Dataset records
----

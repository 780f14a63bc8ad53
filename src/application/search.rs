//! Search/Filter Engine.
//!
//! Answers filter queries over a built [`ContentIndex`]: an optional tag
//! restriction plus a case-insensitive substring match over title, summary,
//! and tags. Results keep the index's listing order; there is no relevance
//! ranking.

use crate::application::index::ContentIndex;
use crate::domain::articles::Article;

/// The sentinel value a tag filter control sends when no tag is selected.
pub const ALL_TAGS_SENTINEL: &str = "all";

#[derive(Debug, Clone, Default, PartialEq, Eq)]
pub enum TagSelector {
    #[default]
    All,
    Tag(String),
}

impl TagSelector {
    /// Interpret raw user input: absent or the `all` sentinel means no filter.
    pub fn from_input(value: Option<&str>) -> Self {
        match value {
            None => TagSelector::All,
            Some(tag) if tag.eq_ignore_ascii_case(ALL_TAGS_SENTINEL) => TagSelector::All,
            Some(tag) => TagSelector::Tag(tag.to_string()),
        }
    }
}

/// A transient query: free text (possibly empty) plus a tag selector.
#[derive(Debug, Clone, Default)]
pub struct SearchQuery {
    pub text: String,
    pub tag: TagSelector,
}

impl SearchQuery {
    pub fn new(text: impl Into<String>, tag: TagSelector) -> Self {
        Self {
            text: text.into(),
            tag,
        }
    }
}

/// Run `query` against the index.
///
/// An unknown tag yields an empty result, not an error. Empty text matches
/// every candidate, so `search("", All)` returns the full listing. Read-only
/// over the index; safe to call repeatedly and concurrently.
pub fn search<'index>(index: &'index ContentIndex, query: &SearchQuery) -> Vec<&'index Article> {
    let mut candidates: Vec<&Article> = match &query.tag {
        TagSelector::All => index.articles().iter().collect(),
        TagSelector::Tag(tag) => match index.tag_entry(tag) {
            Some(entry) => entry
                .slugs
                .iter()
                .filter_map(|slug| index.find_by_slug(slug))
                .collect(),
            None => Vec::new(),
        },
    };

    if !query.text.is_empty() {
        let needle = query.text.to_lowercase();
        candidates.retain(|article| matches_text(article, &needle));
    }

    candidates
}

fn matches_text(article: &Article, needle: &str) -> bool {
    article.title.to_lowercase().contains(needle)
        || article.summary.to_lowercase().contains(needle)
        || article
            .tags
            .iter()
            .any(|tag| tag.to_lowercase().contains(needle))
}

#[cfg(test)]
mod tests {
    use time::macros::date;

    use crate::application::index::{ContentIndex, IndexOptions};
    use crate::domain::articles::BodySource;

    use super::*;

    fn article(slug: &str, title: &str, date: time::Date, tags: &[&str], summary: &str) -> Article {
        Article {
            slug: slug.to_string(),
            title: title.to_string(),
            date,
            tags: tags.iter().map(|tag| tag.to_string()).collect(),
            summary: summary.to_string(),
            body: BodySource {
                path: format!("content/{slug}.md").into(),
                offset: 0,
            },
        }
    }

    fn sample_index() -> ContentIndex {
        ContentIndex::build(
            vec![
                article(
                    "a",
                    "Budget alarms",
                    date!(2024 - 01 - 01),
                    &["AWS"],
                    "Keeping spend visible.",
                ),
                article(
                    "b",
                    "Regions and zones",
                    date!(2024 - 06 - 01),
                    &["AWS", "Cloud"],
                    "Where workloads actually run.",
                ),
            ],
            IndexOptions::default(),
        )
        .expect("index")
    }

    fn slugs(results: &[&Article]) -> Vec<String> {
        results.iter().map(|article| article.slug.clone()).collect()
    }

    #[test]
    fn empty_query_without_tag_returns_full_listing() {
        let index = sample_index();
        let results = search(&index, &SearchQuery::new("", TagSelector::All));
        assert_eq!(slugs(&results), ["b", "a"]);
    }

    #[test]
    fn tag_filter_restricts_to_entry_members() {
        let index = sample_index();

        let aws = search(&index, &SearchQuery::new("", TagSelector::from_input(Some("AWS"))));
        assert_eq!(slugs(&aws), ["b", "a"]);

        let cloud = search(&index, &SearchQuery::new("", TagSelector::from_input(Some("Cloud"))));
        assert_eq!(slugs(&cloud), ["b"]);
    }

    #[test]
    fn unknown_tag_yields_empty_result() {
        let index = sample_index();
        let results = search(
            &index,
            &SearchQuery::new("", TagSelector::Tag("unknown-tag".to_string())),
        );
        assert!(results.is_empty());
    }

    #[test]
    fn all_sentinel_means_no_tag_filter() {
        let index = sample_index();
        let results = search(&index, &SearchQuery::new("", TagSelector::from_input(Some("all"))));
        assert_eq!(results.len(), 2);
    }

    #[test]
    fn text_matches_tags_case_insensitively() {
        let index = sample_index();
        let results = search(&index, &SearchQuery::new("cloud", TagSelector::All));
        assert_eq!(slugs(&results), ["b"]);
    }

    #[test]
    fn text_matches_title_and_summary() {
        let index = sample_index();

        let by_title = search(&index, &SearchQuery::new("ALARMS", TagSelector::All));
        assert_eq!(slugs(&by_title), ["a"]);

        let by_summary = search(&index, &SearchQuery::new("workloads", TagSelector::All));
        assert_eq!(slugs(&by_summary), ["b"]);
    }

    #[test]
    fn text_never_widens_a_tag_filter() {
        let index = sample_index();
        let tag = TagSelector::Tag("AWS".to_string());

        let unfiltered = search(&index, &SearchQuery::new("", tag.clone()));
        let filtered = search(&index, &SearchQuery::new("regions", tag));

        let unfiltered = slugs(&unfiltered);
        for slug in slugs(&filtered) {
            assert!(unfiltered.contains(&slug));
        }
    }

    #[test]
    fn results_keep_listing_order() {
        let index = ContentIndex::build(
            vec![
                article("beta", "Same day", date!(2024 - 04 - 01), &["x"], ""),
                article("alpha", "Same day", date!(2024 - 04 - 01), &["x"], ""),
            ],
            IndexOptions::default(),
        )
        .expect("index");

        let results = search(&index, &SearchQuery::new("same", TagSelector::All));
        assert_eq!(slugs(&results), ["alpha", "beta"]);
    }
}
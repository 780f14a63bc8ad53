use thiserror::Error;

use crate::application::index::IndexError;
use crate::infra::content::ContentError;
use crate::infra::error::InfraError;

#[derive(Debug, Error)]
pub enum AppError {
    #[error(transparent)]
    Infra(#[from] InfraError),
    #[error("content loading failed: {0}")]
    Content(#[from] ContentError),
    #[error("index construction failed: {0}")]
    Index(#[from] IndexError),
    #[error("unexpected error: {0}")]
    Unexpected(String),
}

impl AppError {
    pub fn unexpected(message: impl Into<String>) -> Self {
        Self::Unexpected(message.into())
    }
}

----

### [HOW TO COMPLETE THIS TASK]
Without omitting anything, output the data verbatim.

### [ANSWER SECTION]
repository 780f14a63bc8ad53
filename src/application/search.rs
//! Search/Filter Engine.
//!
//! Answers filter queries over a built [`ContentIndex`]: an optional tag
//! restriction plus a case-insensitive substring match over title, summary,
//! and tags. Results keep the index's listing order; there is no relevance
//! ranking.

use crate::application::index::ContentIndex;
use crate::domain::articles::Article;

/// The sentinel value a tag filter control sends when no tag is selected.
pub const ALL_TAGS_SENTINEL: &str = "all";

#[derive(Debug, Clone, Default, PartialEq, Eq)]
pub enum TagSelector {
    #[default]
    All,
    Tag(String),
}

impl TagSelector {
    /// Interpret raw user input: absent or the `all` sentinel means no filter.
    pub fn from_input(value: Option<&str>) -> Self {
        match value {
            None => TagSelector::All,
            Some(tag) if tag.eq_ignore_ascii_case(ALL_TAGS_SENTINEL) => TagSelector::All,
            Some(tag) => TagSelector::Tag(tag.to_string()),
        }
    }
}

/// A transient query: free text (possibly empty) plus a tag selector.
#[derive(Debug, Clone, Default)]
pub struct SearchQuery {
    pub text: String,
    pub tag: TagSelector,
}

impl SearchQuery {
    pub fn new(text: impl Into<String>, tag: TagSelector) -> Self {
        Self {
            text: text.into(),
            tag,
        }
    }
}

/// Run `query` against the index.
///
/// An unknown tag yields an empty result, not an error. Empty text matches
/// every candidate, so `search("", All)` returns the full listing. Read-only
/// over the index; safe to call repeatedly and concurrently.
pub fn search<'index>(index: &'index ContentIndex, query: &SearchQuery) -> Vec<&'index Article> {
    let mut candidates: Vec<&Article> = match &query.tag {
        TagSelector::All => index.articles().iter().collect(),
        TagSelector::Tag(tag) => match index.tag_entry(tag) {
            Some(entry) => entry
                .slugs
                .iter()
                .filter_map(|slug| index.find_by_slug(slug))
                .collect(),
            None => Vec::new(),
        },
    };

    if !query.text.is_empty() {
        let needle = query.text.to_lowercase();
        candidates.retain(|article| matches_text(article, &needle));
    }

    candidates
}

fn matches_text(article: &Article, needle: &str) -> bool {
    article.title.to_lowercase().contains(needle)
        || article.summary.to_lowercase().contains(needle)
        || article
            .tags
            .iter()
            .any(|tag| tag.to_lowercase().contains(needle))
}

#[cfg(test)]
mod tests {
    use time::macros::date;

    use crate::application::index::{ContentIndex, IndexOptions};
    use crate::domain::articles::BodySource;

    use super::*;

    fn article(slug: &str, title: &str, date: time::Date, tags: &[&str], summary: &str) -> Article {
        Article {
            slug: slug.to_string(),
            title: title.to_string(),
            date,
            tags: tags.iter().map(|tag| tag.to_string()).collect(),
            summary: summary.to_string(),
            body: BodySource {
                path: format!("content/{slug}.md").into(),
                offset: 0,
            },
        }
    }

    fn sample_index() -> ContentIndex {
        ContentIndex::build(
            vec![
                article(
                    "a",
                    "Budget alarms",
                    date!(2024 - 01 - 01),
                    &["AWS"],
                    "Keeping spend visible.",
                ),
                article(
                    "b",
                    "Regions and zones",
                    date!(2024 - 06 - 01),
                    &["AWS", "Cloud"],
                    "Where workloads actually run.",
                ),
            ],
            IndexOptions::default(),
        )
        .expect("index")
    }

    fn slugs(results: &[&Article]) -> Vec<String> {
        results.iter().map(|article| article.slug.clone()).collect()
    }

    #[test]
    fn empty_query_without_tag_returns_full_listing() {
        let index = sample_index();
        let results = search(&index, &SearchQuery::new("", TagSelector::All));
        assert_eq!(slugs(&results), ["b", "a"]);
    }

    #[test]
    fn tag_filter_restricts_to_entry_members() {
        let index = sample_index();

        let aws = search(&index, &SearchQuery::new("", TagSelector::from_input(Some("AWS"))));
        assert_eq!(slugs(&aws), ["b", "a"]);

        let cloud = search(&index, &SearchQuery::new("", TagSelector::from_input(Some("Cloud"))));
        assert_eq!(slugs(&cloud), ["b"]);
    }

    #[test]
    fn unknown_tag_yields_empty_result() {
        let index = sample_index();
        let results = search(
            &index,
            &SearchQuery::new("", TagSelector::Tag("unknown-tag".to_string())),
        );
        assert!(results.is_empty());
    }

    #[test]
    fn all_sentinel_means_no_tag_filter() {
        let index = sample_index();
        let results = search(&index, &SearchQuery::new("", TagSelector::from_input(Some("all"))));
        assert_eq!(results.len(), 2);
    }

    #[test]
    fn text_matches_tags_case_insensitively() {
        let index = sample_index();
        let results = search(&index, &SearchQuery::new("cloud", TagSelector::All));
        assert_eq!(slugs(&results), ["b"]);
    }

    #[test]
    fn text_matches_title_and_summary() {
        let index = sample_index();

        let by_title = search(&index, &SearchQuery::new("ALARMS", TagSelector::All));
        assert_eq!(slugs(&by_title), ["a"]);

        let by_summary = search(&index, &SearchQuery::new("workloads", TagSelector::All));
        assert_eq!(slugs(&by_summary), ["b"]);
    }

    #[test]
    fn text_never_widens_a_tag_filter() {
        let index = sample_index();
        let tag = TagSelector::Tag("AWS".to_string());

        let unfiltered = search(&index, &SearchQuery::new("", tag.clone()));
        let filtered = search(&index, &SearchQuery::new("regions", tag));

        let unfiltered = slugs(&unfiltered);
        for slug in slugs(&filtered) {
            assert!(unfiltered.contains(&slug));
        }
    }

    #[test]
    fn results_keep_listing_order() {
        let index = ContentIndex::build(
            vec![
                article("beta", "Same day", date!(2024 - 04 - 01), &["x"], ""),
                article("alpha", "Same day", date!(2024 - 04 - 01), &["x"], ""),
            ],
            IndexOptions::default(),
        )
        .expect("index");

        let results = search(&index, &SearchQuery::new("same", TagSelector::All));
        assert_eq!(slugs(&results), ["alpha", "beta"]);
    }
}
repository 780f14a63bc8ad53
use thiserror::Error;

use crate::application::index::IndexError;
use crate::infra::content::ContentError;
use crate::infra::error::InfraError;

#[derive(Debug, Error)]
pub enum AppError {
    #[error(transparent)]
    Infra(#[from] InfraError),
    #[error("content loading failed: {0}")]
    Content(#[from] ContentError),
    #[error("index construction failed: {0}")]
    Index(#[from] IndexError),
    #[error("unexpected error: {0}")]
    Unexpected(String),
}

impl AppError {
    pub fn unexpected(message: impl Into<String>) -> Self {
        Self::Unexpected(message.into())
    }
}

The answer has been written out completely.